--- Task to complete ---
In the entries below, the word "rename" appears on some lines. Copy each of those lines.
----- Data supplied -----
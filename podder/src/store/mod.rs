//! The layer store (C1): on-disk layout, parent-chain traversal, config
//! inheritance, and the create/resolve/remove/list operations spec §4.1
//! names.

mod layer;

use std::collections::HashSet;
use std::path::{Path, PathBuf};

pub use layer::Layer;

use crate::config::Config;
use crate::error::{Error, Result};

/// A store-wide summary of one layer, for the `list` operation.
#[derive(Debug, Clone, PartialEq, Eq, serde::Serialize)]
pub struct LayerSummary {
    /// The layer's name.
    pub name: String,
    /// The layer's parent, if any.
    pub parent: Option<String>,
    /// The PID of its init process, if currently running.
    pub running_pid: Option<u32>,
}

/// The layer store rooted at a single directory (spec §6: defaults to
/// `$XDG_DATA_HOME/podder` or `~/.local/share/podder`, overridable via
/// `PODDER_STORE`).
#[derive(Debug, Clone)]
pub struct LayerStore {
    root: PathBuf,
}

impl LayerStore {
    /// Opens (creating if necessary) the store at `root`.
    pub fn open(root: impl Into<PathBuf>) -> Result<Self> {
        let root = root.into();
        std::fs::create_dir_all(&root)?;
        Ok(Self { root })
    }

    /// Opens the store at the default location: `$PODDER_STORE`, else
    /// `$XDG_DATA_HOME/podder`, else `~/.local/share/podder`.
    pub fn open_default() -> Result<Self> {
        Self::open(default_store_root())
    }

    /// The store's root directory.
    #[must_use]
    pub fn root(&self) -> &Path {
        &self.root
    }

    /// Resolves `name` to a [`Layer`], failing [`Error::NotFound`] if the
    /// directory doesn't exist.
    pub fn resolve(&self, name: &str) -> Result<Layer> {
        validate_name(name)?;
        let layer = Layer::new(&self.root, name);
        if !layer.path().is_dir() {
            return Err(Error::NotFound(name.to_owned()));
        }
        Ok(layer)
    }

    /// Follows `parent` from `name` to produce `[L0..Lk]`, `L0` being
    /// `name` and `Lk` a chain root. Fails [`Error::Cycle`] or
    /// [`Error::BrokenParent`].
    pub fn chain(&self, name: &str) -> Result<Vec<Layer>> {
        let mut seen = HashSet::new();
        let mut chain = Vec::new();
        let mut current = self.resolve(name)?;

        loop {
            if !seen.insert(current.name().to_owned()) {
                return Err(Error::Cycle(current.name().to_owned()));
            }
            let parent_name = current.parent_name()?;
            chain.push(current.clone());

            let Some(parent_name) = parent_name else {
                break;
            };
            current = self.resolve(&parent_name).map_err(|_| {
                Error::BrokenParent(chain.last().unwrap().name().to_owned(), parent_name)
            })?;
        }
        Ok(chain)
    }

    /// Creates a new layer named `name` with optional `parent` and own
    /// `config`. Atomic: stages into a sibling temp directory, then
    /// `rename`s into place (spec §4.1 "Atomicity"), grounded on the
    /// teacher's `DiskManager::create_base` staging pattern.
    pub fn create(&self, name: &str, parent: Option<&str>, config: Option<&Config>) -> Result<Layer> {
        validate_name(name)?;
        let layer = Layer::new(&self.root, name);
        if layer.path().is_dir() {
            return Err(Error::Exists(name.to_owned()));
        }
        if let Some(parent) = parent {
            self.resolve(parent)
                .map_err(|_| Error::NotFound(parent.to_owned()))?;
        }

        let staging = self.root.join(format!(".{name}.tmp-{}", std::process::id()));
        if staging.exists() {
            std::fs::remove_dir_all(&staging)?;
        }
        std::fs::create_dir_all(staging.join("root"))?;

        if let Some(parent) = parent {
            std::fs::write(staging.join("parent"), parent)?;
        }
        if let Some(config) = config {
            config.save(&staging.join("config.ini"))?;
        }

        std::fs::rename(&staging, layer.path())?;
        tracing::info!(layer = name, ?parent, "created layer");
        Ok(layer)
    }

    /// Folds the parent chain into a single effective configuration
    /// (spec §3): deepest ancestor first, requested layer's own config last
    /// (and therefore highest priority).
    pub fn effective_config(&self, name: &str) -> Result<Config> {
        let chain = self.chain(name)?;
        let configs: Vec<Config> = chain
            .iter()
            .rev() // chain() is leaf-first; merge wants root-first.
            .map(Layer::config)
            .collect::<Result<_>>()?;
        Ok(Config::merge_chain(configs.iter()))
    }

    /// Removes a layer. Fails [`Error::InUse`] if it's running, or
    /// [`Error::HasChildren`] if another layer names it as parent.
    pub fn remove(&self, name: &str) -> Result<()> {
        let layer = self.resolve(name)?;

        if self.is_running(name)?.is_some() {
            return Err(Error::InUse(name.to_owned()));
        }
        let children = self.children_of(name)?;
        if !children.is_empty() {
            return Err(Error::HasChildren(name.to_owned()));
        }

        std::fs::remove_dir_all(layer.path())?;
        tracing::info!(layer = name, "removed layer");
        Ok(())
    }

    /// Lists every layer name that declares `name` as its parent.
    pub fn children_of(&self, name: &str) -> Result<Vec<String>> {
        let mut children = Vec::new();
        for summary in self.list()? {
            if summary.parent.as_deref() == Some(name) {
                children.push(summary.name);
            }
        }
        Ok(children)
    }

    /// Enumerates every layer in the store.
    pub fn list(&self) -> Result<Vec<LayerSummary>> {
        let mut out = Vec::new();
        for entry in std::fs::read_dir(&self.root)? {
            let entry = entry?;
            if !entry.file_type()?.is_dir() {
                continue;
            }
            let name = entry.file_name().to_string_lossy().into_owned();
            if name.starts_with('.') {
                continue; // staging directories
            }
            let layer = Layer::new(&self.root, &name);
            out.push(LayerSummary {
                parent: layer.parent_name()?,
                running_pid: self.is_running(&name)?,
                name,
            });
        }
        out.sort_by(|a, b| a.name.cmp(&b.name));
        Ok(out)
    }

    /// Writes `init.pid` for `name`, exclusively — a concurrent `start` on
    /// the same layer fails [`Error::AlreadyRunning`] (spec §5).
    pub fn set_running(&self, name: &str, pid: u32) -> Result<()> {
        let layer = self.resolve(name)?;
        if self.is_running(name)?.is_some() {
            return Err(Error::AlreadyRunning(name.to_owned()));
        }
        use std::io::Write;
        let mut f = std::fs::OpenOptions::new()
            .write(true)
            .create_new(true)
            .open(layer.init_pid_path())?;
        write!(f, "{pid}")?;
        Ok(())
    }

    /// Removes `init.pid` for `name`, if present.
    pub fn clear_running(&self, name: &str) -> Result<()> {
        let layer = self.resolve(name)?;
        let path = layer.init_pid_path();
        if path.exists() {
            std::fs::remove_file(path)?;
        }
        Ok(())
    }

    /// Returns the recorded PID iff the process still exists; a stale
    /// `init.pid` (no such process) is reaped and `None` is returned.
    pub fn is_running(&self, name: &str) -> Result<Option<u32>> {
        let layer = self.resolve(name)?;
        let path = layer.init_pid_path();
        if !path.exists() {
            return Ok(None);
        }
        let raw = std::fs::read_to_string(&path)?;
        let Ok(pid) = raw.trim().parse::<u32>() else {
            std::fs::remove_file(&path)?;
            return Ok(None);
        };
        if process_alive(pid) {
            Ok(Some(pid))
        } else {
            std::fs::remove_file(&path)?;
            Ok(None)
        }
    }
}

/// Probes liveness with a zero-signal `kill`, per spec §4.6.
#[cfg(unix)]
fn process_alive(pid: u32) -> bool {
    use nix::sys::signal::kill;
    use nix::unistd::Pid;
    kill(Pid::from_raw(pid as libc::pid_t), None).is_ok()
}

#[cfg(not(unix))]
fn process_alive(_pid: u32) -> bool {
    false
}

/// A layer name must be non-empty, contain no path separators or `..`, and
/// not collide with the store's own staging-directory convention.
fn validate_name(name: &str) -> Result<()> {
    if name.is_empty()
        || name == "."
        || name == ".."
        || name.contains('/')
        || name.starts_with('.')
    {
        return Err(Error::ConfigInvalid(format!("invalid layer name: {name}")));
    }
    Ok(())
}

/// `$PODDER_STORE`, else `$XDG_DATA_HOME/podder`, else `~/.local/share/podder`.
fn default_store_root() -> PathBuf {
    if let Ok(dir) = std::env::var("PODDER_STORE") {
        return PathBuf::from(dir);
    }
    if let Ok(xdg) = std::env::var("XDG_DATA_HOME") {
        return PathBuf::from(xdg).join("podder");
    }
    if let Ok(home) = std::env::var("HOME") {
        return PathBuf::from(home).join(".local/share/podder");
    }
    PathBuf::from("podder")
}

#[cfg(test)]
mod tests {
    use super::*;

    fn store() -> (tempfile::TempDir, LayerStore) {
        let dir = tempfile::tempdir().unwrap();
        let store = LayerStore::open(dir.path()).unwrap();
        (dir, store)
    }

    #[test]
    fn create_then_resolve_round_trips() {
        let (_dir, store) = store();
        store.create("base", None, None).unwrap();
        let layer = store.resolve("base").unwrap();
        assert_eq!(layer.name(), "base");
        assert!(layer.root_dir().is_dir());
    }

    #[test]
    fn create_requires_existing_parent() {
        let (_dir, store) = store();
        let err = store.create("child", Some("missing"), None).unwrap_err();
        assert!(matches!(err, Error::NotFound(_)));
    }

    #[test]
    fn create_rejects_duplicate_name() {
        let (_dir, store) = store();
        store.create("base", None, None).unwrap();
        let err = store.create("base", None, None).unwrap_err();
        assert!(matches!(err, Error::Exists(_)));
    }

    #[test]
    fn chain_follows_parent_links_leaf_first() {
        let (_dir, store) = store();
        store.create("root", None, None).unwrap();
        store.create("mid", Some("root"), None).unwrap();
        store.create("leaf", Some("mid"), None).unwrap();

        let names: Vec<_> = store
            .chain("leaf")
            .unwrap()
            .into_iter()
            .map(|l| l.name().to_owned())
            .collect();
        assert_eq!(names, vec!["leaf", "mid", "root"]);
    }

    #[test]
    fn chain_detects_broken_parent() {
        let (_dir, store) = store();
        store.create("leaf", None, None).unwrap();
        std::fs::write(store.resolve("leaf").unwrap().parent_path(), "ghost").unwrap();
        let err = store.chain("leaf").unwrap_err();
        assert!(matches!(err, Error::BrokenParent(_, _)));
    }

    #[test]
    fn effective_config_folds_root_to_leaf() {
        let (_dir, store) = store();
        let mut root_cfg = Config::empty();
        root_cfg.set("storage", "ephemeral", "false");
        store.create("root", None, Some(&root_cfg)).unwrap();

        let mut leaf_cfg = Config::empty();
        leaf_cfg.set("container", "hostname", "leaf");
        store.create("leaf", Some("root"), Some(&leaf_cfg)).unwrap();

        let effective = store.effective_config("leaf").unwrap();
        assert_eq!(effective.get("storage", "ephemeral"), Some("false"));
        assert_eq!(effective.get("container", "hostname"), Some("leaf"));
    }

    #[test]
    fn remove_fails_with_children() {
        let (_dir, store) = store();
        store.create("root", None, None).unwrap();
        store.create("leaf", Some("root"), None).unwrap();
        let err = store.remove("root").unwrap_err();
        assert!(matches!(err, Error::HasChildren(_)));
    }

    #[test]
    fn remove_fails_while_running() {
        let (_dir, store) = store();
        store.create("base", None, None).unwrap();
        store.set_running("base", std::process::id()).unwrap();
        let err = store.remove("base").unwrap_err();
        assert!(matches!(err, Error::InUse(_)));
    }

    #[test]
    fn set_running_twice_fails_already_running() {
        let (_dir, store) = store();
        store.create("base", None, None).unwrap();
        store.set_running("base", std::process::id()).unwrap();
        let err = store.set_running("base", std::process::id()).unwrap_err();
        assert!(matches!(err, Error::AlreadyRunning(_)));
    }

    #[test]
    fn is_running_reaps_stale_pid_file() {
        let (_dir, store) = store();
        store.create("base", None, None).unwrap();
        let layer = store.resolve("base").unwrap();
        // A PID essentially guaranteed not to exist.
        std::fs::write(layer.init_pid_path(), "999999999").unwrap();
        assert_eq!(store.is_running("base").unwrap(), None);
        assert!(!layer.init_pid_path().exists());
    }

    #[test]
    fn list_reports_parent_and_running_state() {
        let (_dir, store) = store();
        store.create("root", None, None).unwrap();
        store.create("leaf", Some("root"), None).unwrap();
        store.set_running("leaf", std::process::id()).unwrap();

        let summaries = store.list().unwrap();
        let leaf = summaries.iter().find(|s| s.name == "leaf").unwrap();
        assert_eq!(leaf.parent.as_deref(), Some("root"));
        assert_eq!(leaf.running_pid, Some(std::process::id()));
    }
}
-----
--- Answer for the task ---
    /// `rename`s into place (spec §4.1 "Atomicity"), grounded on the
        std::fs::rename(&staging, layer.path())?;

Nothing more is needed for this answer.